Мне кажется, что для мамы ничего доброго и радостного в переезде в Москву не было. Она никогда не говорила об этом, но она так намучилась за последние годы жизни в Саратове и так безнадежно испортила свое здоровье, что не могла ни работать, ни вести сколько-нибудь деятельную жизнь. На нее тяжкое влияние оказали болезнь и смерть в 1924 году Кости Гиршфельда. Вслед за этим, в 1926–1929 годах, ей пришлось совсем не легко пережить грустные и сложные события в жизни моего отца (о чем я расскажу в свое время) — никакого душевного равновесия и покоя она обрести не могла, я думаю, уже никогда. Из дома постепенно, но почти в одно время ушли все дети: я женился в 1929 году, брат в 1931 году уехал учиться в Ленинград и остался там на всю жизнь, сестра очень рано вышла замуж и ушла к мужу, военному… И хотя я и моя сестра ездили к родителям туда, где они до войны жили — в Антипьевский переулок, потом на Новосущевскую — это происходило далеко не каждый день. Отец с 1930 года с головой ушел в свою химию, и мама постоянно оставалась одна. Ей, несомненно, было и тоскливо, и одиноко, но она никогда, ни малейшим намеком об этом не говорила. Радовалась моему приезду в тот небольшой одноэтажный деревянный дом посреди широченного полудвора — полусада, где отец и мать мои жили перед войной, расспрашивала о моих многообразных делах и про мою дочку, которую очень любила. Я ясно чувствовал, что в духовном (или душевном) плане гораздо больше сблизился с мамой, чем когда-нибудь раньше.
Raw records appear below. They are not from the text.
//! GPU context management for buffer, scratch, and pipeline operations.

use alloc::format;
use alloc::string::String;
use alloc::sync::Arc;
use alloc::vec::Vec;
use std::collections::HashMap;
use std::sync::{Mutex, OnceLock};

use bytemuck::Zeroable as _;
use wgpu::util::DeviceExt as _;

use super::allocator::Allocator;
use super::pipelines::PipelineCache;
use crate::{Buffer, Element, Error};

/// Fixed warp/subgroup size the planner and kernel template assume as the
/// base case for the shared-memory segment tree (see `engine::plan`).
pub(crate) const WARP_SIZE: u32 = 32;

/// Global pool of contexts keyed by adapter index, so repeated
/// [`Context::with_adapter_index`] calls for the same adapter share one
/// device/queue/pipeline-cache triple instead of creating a new one.
type ContextPool = OnceLock<Mutex<HashMap<usize, Arc<Inner>>>>;

static POOL: ContextPool = OnceLock::new();

struct Inner {
    adapter_index: Option<usize>,
    adapter_name: String,
    device: wgpu::Device,
    queue: wgpu::Queue,
    allocator: Allocator,
    pipelines: PipelineCache,
}

/// Central GPU context for buffer, scratch-memory, and kernel-pipeline
/// management.
///
/// Wraps a `wgpu::Device`/`Queue` pair, a pooled scratch [`Allocator`], and a
/// process-wide compute-pipeline cache keyed by the engine's kernel
/// signature hash. Contexts created from an adapter index are pooled:
/// requesting the same index twice returns a clone of the same underlying
/// resources.
#[derive(Clone)]
pub struct Context {
    inner: Arc<Inner>,
}

impl Context {
    /// Creates a context using a high-performance adapter, blocking on
    /// adapter/device negotiation.
    ///
    /// # Errors
    ///
    /// Returns [`Error::Device`] if no suitable adapter is found or device
    /// creation fails.
    pub fn new() -> Result<Self, Error> {
        pollster::block_on(Self::new_async())
    }

    /// Asynchronous counterpart of [`Context::new`].
    ///
    /// # Errors
    ///
    /// Returns [`Error::Device`] if no suitable adapter is found or device
    /// creation fails.
    pub async fn new_async() -> Result<Self, Error> {
        let instance = wgpu::Instance::new(&wgpu::InstanceDescriptor {
            backends: wgpu::Backends::all(),
            ..Default::default()
        });

        let adapter = instance
            .request_adapter(&wgpu::RequestAdapterOptions {
                power_preference: wgpu::PowerPreference::HighPerformance,
                compatible_surface: None,
                force_fallback_adapter: false,
            })
            .await
            .map_err(|e| Error::Device(format!("no suitable GPU adapter found: {e}")))?;

        Self::with_adapter_async(&adapter).await
    }

    /// Alias for [`Context::new`], matching the naming some call sites in
    /// this crate's kernels and tests prefer.
    ///
    /// # Errors
    ///
    /// See [`Context::new`].
    pub fn try_default() -> Result<Self, Error> {
        Self::new()
    }

    /// Creates (or reuses a pooled) context for the adapter at `adapter_index`
    /// in `wgpu::Instance::enumerate_adapters`.
    ///
    /// # Errors
    ///
    /// Returns [`Error::Device`] if no adapter exists at the given index or
    /// device creation fails.
    pub fn with_adapter_index(adapter_index: usize) -> Result<Self, Error> {
        let pool = POOL.get_or_init(|| Mutex::new(HashMap::new()));
        let mut pool = pool.lock().map_err(|e| Error::Device(e.to_string()))?;

        if let Some(inner) = pool.get(&adapter_index) {
            return Ok(Self {
                inner: Arc::clone(inner),
            });
        }

        let instance = wgpu::Instance::new(&wgpu::InstanceDescriptor {
            backends: wgpu::Backends::all(),
            ..Default::default()
        });

        let adapters: Vec<_> = instance.enumerate_adapters(wgpu::Backends::all());
        let adapter = adapters
            .into_iter()
            .nth(adapter_index)
            .ok_or_else(|| Error::Device(format!("no adapter at index {adapter_index}")))?;

        let ctx = pollster::block_on(Self::build(&adapter, Some(adapter_index)))?;
        pool.insert(adapter_index, Arc::clone(&ctx.inner));

        Ok(ctx)
    }

    /// Creates a context from an already-negotiated `wgpu::Adapter`.
    ///
    /// # Errors
    ///
    /// Returns [`Error::Device`] if device creation fails.
    pub fn with_adapter(adapter: &wgpu::Adapter) -> Result<Self, Error> {
        pollster::block_on(Self::with_adapter_async(adapter))
    }

    /// Asynchronous counterpart of [`Context::with_adapter`].
    ///
    /// # Errors
    ///
    /// Returns [`Error::Device`] if device creation fails.
    pub async fn with_adapter_async(adapter: &wgpu::Adapter) -> Result<Self, Error> {
        Self::build(adapter, None).await
    }

    async fn build(adapter: &wgpu::Adapter, adapter_index: Option<usize>) -> Result<Self, Error> {
        let adapter_name = adapter.get_info().name;

        let (device, queue) = adapter
            .request_device(&wgpu::DeviceDescriptor::default())
            .await
            .map_err(|e| Error::Device(format!("failed to create device: {e}")))?;

        let allocator = Allocator::new(device.clone());

        Ok(Self {
            inner: Arc::new(Inner {
                adapter_index,
                adapter_name,
                device,
                queue,
                allocator,
                pipelines: PipelineCache::default(),
            }),
        })
    }

    /// Creates an uninitialized GPU buffer with the given number of elements.
    ///
    /// The buffer is padded to a multiple of 4 elements for vec4 optimization.
    ///
    /// # Errors
    ///
    /// Returns [`Error::Device`] if buffer size overflows.
    pub fn create_buffer<T: Element>(&self, len: usize) -> Result<Buffer<T>, Error> {
        let padded_len = len
            .div_ceil(4)
            .checked_mul(4)
            .ok_or_else(|| Error::Device("buffer length overflow".into()))?;
        let size: u64 = padded_len
            .checked_mul(core::mem::size_of::<T::Native>())
            .and_then(|s| s.try_into().ok())
            .ok_or_else(|| Error::Device("buffer size overflow".into()))?;

        let buffer = self.inner.device.create_buffer(&wgpu::BufferDescriptor {
            label: None,
            size,
            usage: wgpu::BufferUsages::STORAGE
                | wgpu::BufferUsages::COPY_SRC
                | wgpu::BufferUsages::COPY_DST,
            mapped_at_creation: false,
        });

        Ok(Buffer::new(buffer, len))
    }

    /// Creates a GPU buffer initialized with data copied from a slice.
    ///
    /// The buffer is padded to a multiple of 4 elements with zeros.
    ///
    /// # Errors
    ///
    /// Returns [`Error::Device`] if buffer length overflows.
    pub fn create_buffer_from_slice<T: Element>(&self, data: &[T]) -> Result<Buffer<T>, Error> {
        let padded_len = data
            .len()
            .div_ceil(4)
            .checked_mul(4)
            .ok_or_else(|| Error::Device("buffer length overflow".into()))?;
        let mut padded_data: Vec<T::Native> = data.iter().map(|v| v.to_native()).collect();
        padded_data.resize(padded_len, T::Native::zeroed());

        let buffer = self
            .inner
            .device
            .create_buffer_init(&wgpu::util::BufferInitDescriptor {
                label: None,
                contents: bytemuck::cast_slice(&padded_data),
                usage: wgpu::BufferUsages::STORAGE
                    | wgpu::BufferUsages::COPY_SRC
                    | wgpu::BufferUsages::COPY_DST,
            });

        Ok(Buffer::new(buffer, data.len()))
    }

    /// Creates a uniform buffer holding a single `Pod` value, used to pass a
    /// reduction plan's launch arguments to a generated kernel.
    pub(crate) fn create_uniform_buffer<P: bytemuck::Pod>(&self, params: &P) -> wgpu::Buffer {
        self.inner
            .device
            .create_buffer_init(&wgpu::util::BufferInitDescriptor {
                label: Some("reduce_params"),
                contents: bytemuck::bytes_of(params),
                usage: wgpu::BufferUsages::UNIFORM | wgpu::BufferUsages::COPY_DST,
            })
    }

    /// Allocates a scratch buffer of at least `size` bytes from the pooled
    /// [`Allocator`], for the inter-block partial-result buffer a large-`N`
    /// reduction needs.
    ///
    /// # Errors
    ///
    /// Returns [`Error::Device`] if `size` exceeds the device's maximum
    /// buffer size.
    pub(crate) fn allocate_scratch(&self, size: u64) -> Result<wgpu::Buffer, Error> {
        self.inner.allocator.allocate(size)
    }

    /// Returns a scratch buffer to the pool for reuse by a later launch.
    pub(crate) fn release_scratch(&self, buffer: wgpu::Buffer) {
        self.inner.allocator.release(buffer);
    }

    /// Copies buffer contents from GPU to CPU memory.
    ///
    /// # Errors
    ///
    /// Returns [`Error::Device`] if the read operation fails.
    #[cfg(not(target_arch = "wasm32"))]
    pub fn read_buffer<T: Element>(&self, buffer: &Buffer<T>) -> Result<Vec<T>, Error> {
        pollster::block_on(self.read_buffer_async(buffer))
    }

    /// Asynchronous counterpart of [`Context::read_buffer`].
    ///
    /// # Errors
    ///
    /// Returns [`Error::Device`] if the read operation fails.
    pub async fn read_buffer_async<T: Element>(&self, buffer: &Buffer<T>) -> Result<Vec<T>, Error> {
        if buffer.is_empty() {
            return Ok(Vec::new());
        }

        let size: u64 = buffer
            .len()
            .checked_mul(core::mem::size_of::<T::Native>())
            .and_then(|s| s.try_into().ok())
            .ok_or_else(|| Error::Device("buffer size overflow".into()))?;

        let staging = self.inner.device.create_buffer(&wgpu::BufferDescriptor {
            label: None,
            size,
            usage: wgpu::BufferUsages::MAP_READ | wgpu::BufferUsages::COPY_DST,
            mapped_at_creation: false,
        });

        let mut encoder = self
            .inner
            .device
            .create_command_encoder(&wgpu::CommandEncoderDescriptor::default());
        encoder.copy_buffer_to_buffer(buffer.inner(), 0, &staging, 0, size);
        self.inner.queue.submit(Some(encoder.finish()));

        let slice = staging.slice(..);
        let (tx, rx) = futures_channel_oneshot();
        slice.map_async(wgpu::MapMode::Read, move |result| {
            let _ = tx.send(result);
        });

        self.poll()?;

        rx.recv()
            .map_err(|_| Error::Device("internal channel error".into()))?
            .map_err(|e| Error::Device(format!("buffer mapping failed: {e}")))?;

        let data = slice.get_mapped_range();
        let native: &[T::Native] = bytemuck::cast_slice(&data);
        let result: Vec<T> = native[..buffer.len()].iter().map(|&v| T::from_native(v)).collect();
        drop(data);
        staging.unmap();

        Ok(result)
    }

    /// Blocks until all previously submitted GPU work has completed.
    ///
    /// # Errors
    ///
    /// Returns [`Error::Device`] if polling the device fails.
    pub fn poll(&self) -> Result<(), Error> {
        self.inner
            .device
            .poll(wgpu::PollType::wait_indefinitely())
            .map_err(|e| Error::Device(format!("device poll failed: {e}")))?;
        Ok(())
    }

    /// Returns the pooled adapter index this context was created from, if
    /// any (`None` for contexts built from an ad hoc `wgpu::Adapter`).
    pub(crate) fn adapter_index(&self) -> Option<usize> {
        self.inner.adapter_index
    }

    /// Returns the wgpu device.
    pub(crate) fn device(&self) -> &wgpu::Device {
        &self.inner.device
    }

    /// Returns the wgpu queue.
    pub(crate) fn queue(&self) -> &wgpu::Queue {
        &self.inner.queue
    }

    /// Returns the warp/subgroup size the intra-block reduction strategy is
    /// built around. Fixed at 32 — `wgpu` exposes no portable way to query
    /// the backend's native subgroup width across all compute backends.
    pub(crate) fn warp_size(&self) -> u32 {
        WARP_SIZE
    }

    /// Returns the largest workgroup size (`@workgroup_size` product) the
    /// device supports, per `wgpu::Limits`.
    pub(crate) fn max_block_size(&self) -> u32 {
        self.inner.device.limits().max_compute_invocations_per_workgroup
    }

    /// Gets or compiles the compute pipeline for kernel cache key `key`.
    ///
    /// On a cache miss, `source` is read from the on-disk source cache
    /// (`$GPUREDUCE_KERNEL_CACHE_DIR/<key>.wgsl`) if present, otherwise
    /// generated via `generate` and written there for subsequent process
    /// starts. Compiled pipelines themselves live only in the in-process
    /// cache: `wgpu` gives no portable way to serialize a compiled binary
    /// across backends.
    pub(crate) fn get_or_create_kernel_pipeline(
        &self,
        key: u64,
        label: &'static str,
        generate: impl FnOnce() -> String,
    ) -> Arc<wgpu::ComputePipeline> {
        self.inner.pipelines.create_compute_pipeline(
            &self.inner.device,
            key,
            || Self::resolve_source(key, generate),
            label,
        )
    }

    fn resolve_source(key: u64, generate: impl FnOnce() -> String) -> String {
        let Ok(dir) = std::env::var("GPUREDUCE_KERNEL_CACHE_DIR") else {
            return generate();
        };

        let path = std::path::Path::new(&dir).join(format!("{key:016x}.wgsl"));
        if let Ok(cached) = std::fs::read_to_string(&path) {
            return cached;
        }

        let source = generate();
        if std::fs::create_dir_all(&dir).is_ok() {
            let _ = std::fs::write(&path, &source);
        }
        source
    }
}

impl core::fmt::Debug for Context {
    fn fmt(&self, f: &mut core::fmt::Formatter<'_>) -> core::fmt::Result {
        f.debug_struct("Context")
            .field("adapter_index", &self.inner.adapter_index)
            .field("adapter_name", &self.inner.adapter_name)
            .field("allocator", &self.inner.allocator)
            .field("pipelines", &self.inner.pipelines)
            .finish()
    }
}

/// Small `std::sync::mpsc`-backed stand-in for a oneshot channel, so
/// `read_buffer_async` doesn't need an extra async-channel dependency the
/// rest of this crate's stack doesn't otherwise use.
fn futures_channel_oneshot<T>() -> (
    std::sync::mpsc::Sender<T>,
    std::sync::mpsc::Receiver<T>,
) {
    std::sync::mpsc::channel()
}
Я думаю, что, выросши, впервые как следует понял и оценил ее душевную тонкость, ее душевное богатство и то, с какой самоотверженностью и щедростью она делала из меня человека.
Когда началась война, мама уехала вместе с моей сестрой и ее тремя маленькими детьми на Урал. Ее письма оттуда моему отцу в 1942 году страшно читать — они с сестрой там отчаянно голодали, все, что могли достать, отдавали, конечно, маленьким ребятам, и мама пишет без конца о еде, которой ей почти не достается. Я, вернувшись в октябре 1941 года из ополчения, уехал в Самарканд, так как был доцентом эвакуированного туда Московского художественного института. Я стал писать на Урал и звать маму в Самарканд, где хоть было тоже голодно, но все же лучше, чем там, на Урале. И в письмах к отцу она пишет, как мечтает уехать ко мне в Самарканд и надеется, что там хоть что- нибудь будет подешевле. И наконец осенью 1942 года они с сестрой приехали в Самарканд. Сестра с детьми сразу поселилась отдельно, мама некоторое время жила у нас в небольшом глинобитном доме на окраине Нового города, где мы обитали. Приехала она совершенно больная и прожила лишь месяц. Когда я нашел хорошего врача и он посмотрел маму, то нашел у нее одновременно целых четыре болезни, и все безнадежные. Когда он сказал это, мама только улыбнулась.